Changes in forest area (like deforestation) may follow a pattern suggested by the forest transition (FT) theory,[9] whereby at early stages in its development a country is characterized by high forest cover and low deforestation rates (HFLD countries).[10]

Then deforestation rates accelerate (HFHD, high forest cover – high deforestation rate), and forest cover is reduced (LFHD, low forest cover – high deforestation rate), before the deforestation rate slows (LFLD, low forest cover – low deforestation rate), after which forest cover stabilizes and eventually starts recovering. FT is not a "law of nature", and the pattern is influenced by national context (for example, human population density, stage of development, structure of the economy), global economic forces, and government policies. A country may reach very low levels of forest cover before it stabilizes, or it might through good policies be able to "bridge" the forest transition.[citation needed]

Theory edit

FT depicts a broad trend, and an extrapolation of historical rates therefore tends to underestimate future BAU deforestation for countries in the early stages of the transition (HFLD), while it tends to overestimate BAU deforestation for countries in the later stages (LFHD and LFLD).

Countries with high forest cover can be expected to be at early stages of the FT. GDP per capita captures the stage in a country's economic development, which is linked to the pattern of natural resource use, including forests.
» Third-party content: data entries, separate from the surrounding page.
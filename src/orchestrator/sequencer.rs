//! Fail-fast execution of a command sequence.
//!
//! A sequence is an ordered list of [`Step`]s parsed from command tokens.
//! Commands are fed to the [`SessionController`] one at a time; `wait`
//! steps are honoured by the sequencer itself. The first denied or failed
//! command ends the sequence and nothing after it is attempted.

use std::fmt::{Display, Formatter};
use std::time::Duration;

use serde::Serialize;
use tokio_util::sync::CancellationToken;
use tracing::{info, warn};

use crate::models::command::{Command, CommandKind};
use crate::models::session::HistoryEntry;
use crate::models::state::LifecycleState;
use crate::orchestrator::controller::SessionController;
use crate::AppError;

/// One item of a command sequence.
#[derive(Debug, Clone, PartialEq)]
pub enum Step {
    /// Send a command to the session.
    Command(Command),
    /// Pause before the next step.
    Wait(Duration),
}

impl Display for Step {
    fn fmt(&self, f: &mut Formatter<'_>) -> std::fmt::Result {
        match self {
            Self::Command(command) => write!(f, "{command}"),
            Self::Wait(duration) => write!(f, "wait {}", duration.as_secs_f64()),
        }
    }
}

/// Parse command tokens into steps.
///
/// - `start` / `start_run` consume a following integer as the run number.
/// - `wait` consumes a following non-negative number of seconds that fits
///   a [`Duration`]. A `wait` without one becomes an unknown command, which
///   the session denies.
/// - An integer that does not follow a run-number command is kept as an
///   unknown command.
#[must_use]
pub fn parse_steps<S: AsRef<str>>(tokens: &[S]) -> Vec<Step> {
    let mut steps = Vec::with_capacity(tokens.len());
    let mut iter = tokens.iter().map(AsRef::as_ref).peekable();

    while let Some(token) = iter.next() {
        if token == "wait" {
            let duration = iter
                .peek()
                .and_then(|next| next.parse::<f64>().ok())
                .and_then(|s| Duration::try_from_secs_f64(s).ok());
            if let Some(duration) = duration {
                iter.next();
                steps.push(Step::Wait(duration));
            } else {
                steps.push(Step::Command(Command::new(CommandKind::Other(token.to_owned()))));
            }
            continue;
        }

        let kind = CommandKind::from_token(token);
        let mut command = Command::new(kind);
        if command.kind.takes_run_number() {
            if let Some(run) = iter.peek().and_then(|next| next.parse::<u64>().ok()) {
                iter.next();
                command = command.with_run_number(run);
            }
        }
        steps.push(Step::Command(command));
    }
    steps
}

/// Result of running a sequence.
#[derive(Debug, Clone, Serialize)]
pub struct SequenceReport {
    /// Partition the session controls.
    pub partition: String,
    /// Session identifier.
    pub session_id: String,
    /// True when every step completed.
    pub success: bool,
    /// True when the run was cancelled before completing.
    pub cancelled: bool,
    /// Session state when the sequence ended.
    pub final_state: LifecycleState,
    /// Number of steps in the sequence.
    pub steps_total: usize,
    /// Commands handed to the session, including the failing one.
    pub commands_attempted: usize,
    /// 1-based index of the step that ended the sequence early.
    pub failed_step: Option<usize>,
    /// Error that ended the sequence early.
    pub error: Option<String>,
    /// History entries appended during this run.
    pub history: Vec<HistoryEntry>,
}

impl SequenceReport {
    /// Process exit code for this result: 0 on success, 1 otherwise.
    #[must_use]
    pub fn exit_code(&self) -> u8 {
        u8::from(!self.success)
    }
}

/// Feeds steps to a session controller, stopping at the first failure.
pub struct CommandSequencer<'a> {
    controller: &'a mut SessionController,
    cancel: CancellationToken,
}

impl<'a> CommandSequencer<'a> {
    /// Construct a sequencer driving `controller`. Cancelling `cancel`
    /// stops the sequence before the next step or during a wait.
    pub fn new(controller: &'a mut SessionController, cancel: CancellationToken) -> Self {
        Self { controller, cancel }
    }

    /// Run `steps` in order.
    pub async fn run(&mut self, steps: &[Step]) -> SequenceReport {
        let history_start = self.controller.history().len();
        let mut commands_attempted = 0;
        let mut failure: Option<(usize, AppError)> = None;

        for (idx, step) in steps.iter().enumerate() {
            if self.cancel.is_cancelled() {
                failure = Some((idx + 1, AppError::Cancelled(format!("before step '{step}'"))));
                break;
            }
            match step {
                Step::Wait(duration) => {
                    info!(seconds = duration.as_secs_f64(), "waiting");
                    tokio::select! {
                        () = tokio::time::sleep(*duration) => {}
                        () = self.cancel.cancelled() => {
                            failure = Some((idx + 1, AppError::Cancelled(format!("during '{step}'"))));
                            break;
                        }
                    }
                }
                Step::Command(command) => {
                    commands_attempted += 1;
                    if let Err(err) = self.controller.execute(command.clone()).await {
                        failure = Some((idx + 1, err));
                        break;
                    }
                }
            }
        }

        let session = self.controller.session();
        let cancelled = matches!(failure, Some((_, AppError::Cancelled(_))));
        let (failed_step, error) = match failure {
            Some((step, err)) => {
                warn!(step, %err, state = %session.state(), "sequence aborted");
                (Some(step), Some(err.to_string()))
            }
            None => {
                info!(state = %session.state(), "sequence completed");
                (None, None)
            }
        };

        SequenceReport {
            partition: session.partition().to_owned(),
            session_id: session.id().to_owned(),
            success: error.is_none(),
            cancelled,
            final_state: session.state(),
            steps_total: steps.len(),
            commands_attempted,
            failed_step,
            error,
            history: session.history()[history_start..].to_vec(),
        }
    }
}
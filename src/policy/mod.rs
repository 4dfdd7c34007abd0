//! Command policy for the partition lifecycle.
//!
//! The legality table decides which commands are accepted in which state.
//! It is consulted before any child is contacted.

pub mod legality;

pub use legality::LegalityTable;
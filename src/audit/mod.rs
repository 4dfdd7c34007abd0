//! Persistent command history.
//!
//! Provides the [`HistoryLogger`] trait. The primary implementation,
//! [`JsonlHistoryWriter`], appends one JSON record per history entry to
//! `<history_dir>/history-<session-id>.jsonl`.

pub mod writer;

use chrono::{DateTime, Utc};
use serde::{Deserialize, Serialize};

use crate::models::session::HistoryEntry;

/// One persisted history line: the entry plus the session it belongs to.
#[derive(Debug, Clone, Serialize, Deserialize, PartialEq, Eq)]
pub struct HistoryRecord {
    /// When the record was written.
    pub logged_at: DateTime<Utc>,
    /// Owning session.
    pub session_id: String,
    /// Partition the session controls.
    pub partition: String,
    /// The history entry itself.
    #[serde(flatten)]
    pub entry: HistoryEntry,
}

impl HistoryRecord {
    /// Wrap `entry` for persistence.
    #[must_use]
    pub fn new(session_id: &str, partition: &str, entry: &HistoryEntry) -> Self {
        Self {
            logged_at: Utc::now(),
            session_id: session_id.to_owned(),
            partition: partition.to_owned(),
            entry: entry.clone(),
        }
    }
}

/// Writes history entries to a persistent store.
///
/// Implementations must be [`Send`] and [`Sync`] to allow sharing across
/// async task boundaries via [`std::sync::Arc`].
pub trait HistoryLogger: Send + Sync {
    /// Record a single history entry.
    ///
    /// # Errors
    ///
    /// Returns an error if the underlying write operation fails.
    fn log_entry(&self, session_id: &str, partition: &str, entry: &HistoryEntry)
        -> crate::Result<()>;
}

pub use writer::JsonlHistoryWriter;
The choice of forest cover and GDP per capita also fits well with the two key scenarios in the FT:

(i) a forest scarcity path, where forest scarcity triggers forces (for example, higher prices of forest products) that lead to forest cover stabilization; and

(ii) an economic development path, where new and better off-farm employment opportunities associated with economic growth (= increasing GDP per capita) reduce the profitability of frontier agriculture and slows deforestation.[10]

Causes edit

Forest recovery resulting in net increases in forest extent can occur by means of spontaneous regeneration, active planting, or both.[11][12]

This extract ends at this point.